Alcohol exposure inhibits adult neural stem cell proliferation

Alcohol exposure can reduce adult proliferation and/or neurogenesis, but its impact on the ultimate neurogenic precursors, neural stem cells (NSCs), has been poorly addressed. Accordingly, the impact of voluntary consumption of alcohol on NSCs in the subventricular zone (SVZ) of the lateral ventricle was examined in this study. The NSC population in adult male C57BL/6J mice was measured after voluntary alcohol exposure in a two-bottle choice task using the neurosphere assay, while the number of NSCs that had proliferated 2 weeks prior to tissue collection was indexed using bromodeoxyuridine (BrdU) retention.

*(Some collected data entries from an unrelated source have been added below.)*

impl DeliveryEngine {
    /// Build an engine over `db`. Budget state is read from the database on
    /// every reservation, so engines sharing a file share their caps.
    pub async fn new(
        db: Database,
        config: &CourierConfig,
        adapters: ProviderAdapters,
        clock: Arc<dyn Clock>,
    ) -> Result<Self, CourierError> {
        let budget = BudgetGuard::new(db.clone());
        let verifier = config.callback.secret.as_ref().map(|secret| {
            CallbackVerifier::new(
                secret.as_bytes().to_vec(),
                Duration::seconds(config.callback.max_skew_seconds as i64),
            )
        });
        if verifier.is_none() {
            warn!("no callback secret configured, provider callbacks will be rejected");
        }

        let ctx = EngineContext {
            catalog: CatalogCache::new(
                db.clone(),
                Duration::seconds(config.worker.catalog_ttl_seconds as i64),
            ),
            db,
            clock,
            budget,
            adapters,
            bus: EventBus::default(),
            resolver: RoutingResolver::new(
                config.routing.default_channels.clone(),
                config.routing.urgent_priority,
            ),
            settings: WorkerSettings::from_config(&config.worker),
        };
        Ok(Self {
            ctx: Arc::new(ctx),
            verifier,
            name: config.engine.name.clone(),
        })
    }

    pub fn bus(&self) -> &EventBus {
        &self.ctx.bus
    }

    pub fn budget(&self) -> &BudgetGuard {
        &self.ctx.budget
    }

    pub fn database(&self) -> &Database {
        &self.ctx.db
    }

    pub fn worker(&self, worker_id: impl Into<String>) -> DeliveryWorker {
        DeliveryWorker::new(Arc::clone(&self.ctx), worker_id.into())
    }

    /// Spawn `count` polling workers that stop when `cancel` fires.
    pub fn spawn_workers(&self, count: usize, cancel: &CancellationToken) -> Vec<JoinHandle<()>> {
        let instance = uuid::Uuid::new_v4().simple().to_string();
        let instance = &instance[..8];
        (0..count)
            .map(|i| {
                let worker = self.worker(format!("{}-{instance}-{i}", self.name));
                let cancel = cancel.clone();
                tokio::spawn(async move { worker.run(cancel).await })
            })
            .collect()
    }

    /// Validate and persist a new request. Returns its id.
    ///
    /// With a dedup key that was already used, the original id is returned
    /// and nothing new is stored.
    pub async fn enqueue(&self, new: NewDeliveryRequest, actor: &str) -> Result<String, CourierError> {
        let now = self.ctx.clock.now();
        let request = new.into_request(uuid::Uuid::new_v4().to_string(), now)?;
        let outcome = requests::insert_request(&self.ctx.db, &request, actor).await?;
        if outcome.created {
            info!(
                request_id = outcome.id.as_str(),
                channel = %request.channel,
                zone_code = request.zone_code.as_str(),
                priority = %request.priority,
                "request enqueued"
            );
        } else {
            info!(
                request_id = outcome.id.as_str(),
                dedup_key = request.dedup_key.as_deref().unwrap_or(""),
                "duplicate enqueue, returning existing request"
            );
        }
        Ok(outcome.id)
    }

    pub async fn get_status(&self, request_id: &str) -> Result<DeliveryStatusView, CourierError> {
        let stored = requests::get_request(&self.ctx.db, request_id)
            .await?
            .ok_or_else(|| CourierError::not_found("request", request_id))?;
        Ok(DeliveryStatusView::from(&stored.request))
    }

    pub async fn audit_trail(&self, request_id: &str) -> Result<Vec<AuditEntry>, CourierError> {
        audit::list_for_request(&self.ctx.db, request_id).await
    }

    // --- catalog administration ---

    pub async fn admin_upsert_zone_policy(&self, policy: &ZonePolicy, actor: &str) -> Result<(), CourierError> {
        catalog::upsert_zone_policy(&self.ctx.db, policy, actor, self.ctx.clock.now()).await?;
        self.ctx.catalog.invalidate();
        Ok(())
    }

    pub async fn admin_update_zone_policy(
        &self,
        zone_code: &str,
        patch: &ZonePolicyPatch,
        actor: &str,
    ) -> Result<ZonePolicy, CourierError> {
        let updated =
            catalog::update_zone_policy(&self.ctx.db, zone_code, patch, actor, self.ctx.clock.now()).await?;
        self.ctx.catalog.invalidate();
        info!(zone_code, actor, "zone policy updated");
        Ok(updated)
    }

    pub async fn admin_upsert_provider(&self, provider: &Provider, actor: &str) -> Result<(), CourierError> {
        catalog::upsert_provider(&self.ctx.db, provider, actor, self.ctx.clock.now()).await?;
        self.ctx.catalog.invalidate();
        Ok(())
    }

    pub async fn admin_upsert_routing_rule(
        &self,
        country: &str,
        event_type: &str,
        primary_channel: Channel,
        fallback_channel: Option<Channel>,
        actor: &str,
    ) -> Result<(), CourierError> {
        let rule = RoutingRule {
            country: country.to_string(),
            event_type: event_type.to_string(),
            primary_channel,
            fallback_channel,
        };
        catalog::upsert_routing_rule(&self.ctx.db, &rule, actor, self.ctx.clock.now()).await?;
        self.ctx.catalog.invalidate();
        info!(country, event_type, primary = %primary_channel, actor, "routing rule upserted");
        Ok(())
    }

    pub async fn admin_upsert_voice_rule(&self, rule: &VoiceRule, actor: &str) -> Result<(), CourierError> {
        catalog::upsert_voice_rule(&self.ctx.db, rule, actor, self.ctx.clock.now()).await?;
        self.ctx.catalog.invalidate();
        info!(geography = %rule.geography, actor, "voice rule upserted");
        Ok(())
    }

    /// Recent catalog mutations, newest first.
    pub async fn catalog_changes(&self, limit: usize) -> Result<Vec<AuditEntry>, CourierError> {
        audit::list_catalog_changes(&self.ctx.db, limit).await
    }

    // --- request administration ---

    /// Make a request immediately claimable again. Attempt history is kept;
    /// the retry budget restarts from the current attempt count.
    pub async fn admin_requeue(
        &self,
        request_id: &str,
        reason: &str,
        actor: &str,
    ) -> Result<DeliveryStatusView, CourierError> {
        let now = self.ctx.clock.now();
        let stored = requests::get_request(&self.ctx.db, request_id)
            .await?
            .ok_or_else(|| CourierError::not_found("request", request_id))?;
        let lease_active = stored.lease_active(now);
        let version = stored.version;
        let mut request = stored.request;
        if request.status == DeliveryStatus::Delivered || lease_active {
            return Err(invalid_transition(&request.id, request.status, lease_active, "requeue"));
        }

        request.awaiting_callback = None;
        let previous = request.status;
        request.status = DeliveryStatus::Pending;
        request.retry_count = 0;
        request.attempt_floor = request.attempts.len() as u32;
        request.next_attempt_at = now;
        request.failure_reason = None;

        self.ctx
            .apply(
                &mut request,
                TransitionGuard::Version { version },
                "requeue",
                Step {
                    audit: vec![NewAuditEntry::new(
                        actor,
                        "requeued",
                        json!({ "reason": reason, "previous_status": previous }),
                    )],
                    release_lease: true,
                    ..Step::default()
                },
                now,
            )
            .await?;
        info!(request_id, actor, reason, "request requeued");
        Ok(DeliveryStatusView::from(&request))
    }

    /// Abort a request that is pending, or failed with retries remaining.
    pub async fn admin_abort(
        &self,
        request_id: &str,
        reason: &str,
        actor: &str,
    ) -> Result<DeliveryStatusView, CourierError> {
        let now = self.ctx.clock.now();
        let stored = requests::get_request(&self.ctx.db, request_id)
            .await?
            .ok_or_else(|| CourierError::not_found("request", request_id))?;
        let lease_active = stored.lease_active(now);
        let version = stored.version;
        let mut request = stored.request;

        let abortable = match request.status {
            DeliveryStatus::Pending => true,
            DeliveryStatus::Failed => {
                let zone = catalog::get_zone_policy(&self.ctx.db, &request.zone_code)
                    .await?
                    .ok_or_else(|| CourierError::not_found("zone", &request.zone_code))?;
                request.counted_attempts() < zone.max_retries
            }
            DeliveryStatus::Delivered | DeliveryStatus::Aborted => false,
        };
        if !abortable || lease_active {
            return Err(invalid_transition(&request.id, request.status, lease_active, "abort"));
        }

        request.awaiting_callback = None;
        let previous = request.status;
        request.status = DeliveryStatus::Aborted;
        request.failure_reason = Some(reason.to_string());

        self.ctx
            .apply(
                &mut request,
                TransitionGuard::Version { version },
                "abort",
                Step {
                    audit: vec![NewAuditEntry::new(
                        actor,
                        "aborted",
                        json!({ "reason": reason, "previous_status": previous }),
                    )],
                    release_lease: true,
                    ..Step::default()
                },
                now,
            )
            .await?;
        info!(request_id, actor, reason, "request aborted");
        Ok(DeliveryStatusView::from(&request))
    }

    // --- asynchronous provider results ---

    /// Verify and apply a signed provider callback.
    pub async fn provider_inbound_callback(
        &self,
        body: &[u8],
        signature_hex: &str,
    ) -> Result<DeliveryStatusView, CourierError> {
        let verifier = self
            .verifier
            .as_ref()
            .ok_or_else(|| CourierError::Signature("no callback secret configured".into()))?;
        let now = self.ctx.clock.now();
        let payload = verifier.verify(body, signature_hex, now)?;
        self.apply_callback(payload, now).await
    }

    async fn apply_callback(
        &self,
        payload: CallbackPayload,
        now: DateTime<Utc>,
    ) -> Result<DeliveryStatusView, CourierError> {
        let vendor_id = payload.provider_request_id.clone();
        let stored = requests::find_by_provider_request(&self.ctx.db, &vendor_id)
            .await?
            .ok_or_else(|| CourierError::not_found("awaited callback", &vendor_id))?;
        let version = stored.version;
        let mut request = stored.request;
        let accepted = request
            .attempts
            .iter()
            .rev()
            .find(|a| a.outcome == AttemptOutcome::Accepted && a.provider_request_id.as_deref() == Some(&vendor_id))
            .cloned()
            .ok_or_else(|| CourierError::not_found("accepted attempt", &vendor_id))?;
        let snapshot = self.ctx.catalog.snapshot(now).await?;
        let zone = snapshot
            .zone(&request.zone_code)
            .cloned()
            .ok_or_else(|| CourierError::not_found("zone", &request.zone_code))?;

        let reservation = self.ctx.budget.held(&request.id).await?;
        let outcome = AttemptOutcome::from(payload.outcome);
        let delivered = outcome == AttemptOutcome::Delivered;
        let cost = if delivered {
            payload
                .cost
                .map(round6)
                .unwrap_or_else(|| reservation.as_ref().map_or(0.0, |r| r.amount()))
        } else {
            0.0
        };
        let attempt = AttemptRecord {
            provider_id: accepted.provider_id.clone(),
            channel: accepted.channel,
            attempted_at: now,
            outcome,
            latency_ms: (payload.timestamp - accepted.attempted_at).num_milliseconds().max(0) as u64,
            cost,
            detail: payload.detail.clone().unwrap_or_default(),
            provider_request_id: Some(vendor_id.clone()),
        };
        request.awaiting_callback = None;

        let mut audits = Vec::new();
        let mut spend = None;
        if delivered {
            request.status = DeliveryStatus::Delivered;
            request.failure_reason = None;
            audits.push(NewAuditEntry::new(
                &accepted.provider_id,
                "callback_delivered",
                json!({ "provider_request_id": vendor_id, "cost": cost }),
            ));
            if accepted.channel.is_metered() {
                let geography = match &reservation {
                    Some(r) => r.geography().clone(),
                    None => {
                        snapshot
                            .voice
                            .resolve_rule(&request.country, request.region.as_deref(), request.city.as_deref())
                            .geography
                    }
                };
                spend = Some(BudgetSpend {
                    geography,
                    amount: cost,
                    at: now,
                });
            }
        } else {
            let counted = request.counted_attempts() + 1;
            audits.push(NewAuditEntry::new(
                &accepted.provider_id,
                "callback_failed",
                json!({ "provider_request_id": vendor_id, "outcome": outcome, "detail": payload.detail }),
            ));
            let terminal = if outcome == AttemptOutcome::PermanentFailure {
                Some("permanent_failure")
            } else if counted >= zone.max_retries {
                Some("max_retries_exhausted")
            } else {
                None
            };
            match terminal {
                Some(reason) => {
                    request.status = DeliveryStatus::Failed;
                    request.failure_reason = Some(reason.to_string());
                    audits.push(NewAuditEntry::new(
                        &accepted.provider_id,
                        reason,
                        json!({ "attempts": counted, "max_retries": zone.max_retries }),
                    ));
                }
                None => request.next_attempt_at = now,
            }
        }

        self.ctx
            .apply(
                &mut request,
                TransitionGuard::Version { version },
                "apply callback",
                Step {
                    attempt: Some((attempt, false)),
                    audit: audits,
                    spend,
                    release_lease: true,
                },
                now,
            )
            .await?;
        info!(
            request_id = request.id.as_str(),
            provider_request_id = vendor_id.as_str(),
            outcome = %outcome,
            "provider callback applied"
        );
        Ok(DeliveryStatusView::from(&request))
    }
}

There was a significant decrease in the number of BrdU-retaining cells in alcohol-consuming mice compared with controls, but no difference in the number of neurosphere-forming cells that could be derived from the SVZ of alcohol-consuming mice compared with controls. Additionally, PCNA-labeled cells in the SVZ tended to be lower, but there was no difference in BrdU labeling in the dentate gyrus following alcohol exposure. To determine alcohol's direct impact on NSCs and their progeny, neurospheres derived from na < ve mice were treated with alcohol in vitro. Neurosphere formation was reduced by 100 mM alcohol without reducing cell viability. These findings are the first to assess the impact of moderate voluntary alcohol consumption on selective measures of adult NSCs and indicate that such exposure alters NSC proliferation dynamics in vivo and alcohol has direct but dissociable effects on the expansion and viability on NSCs and their progeny in vitro.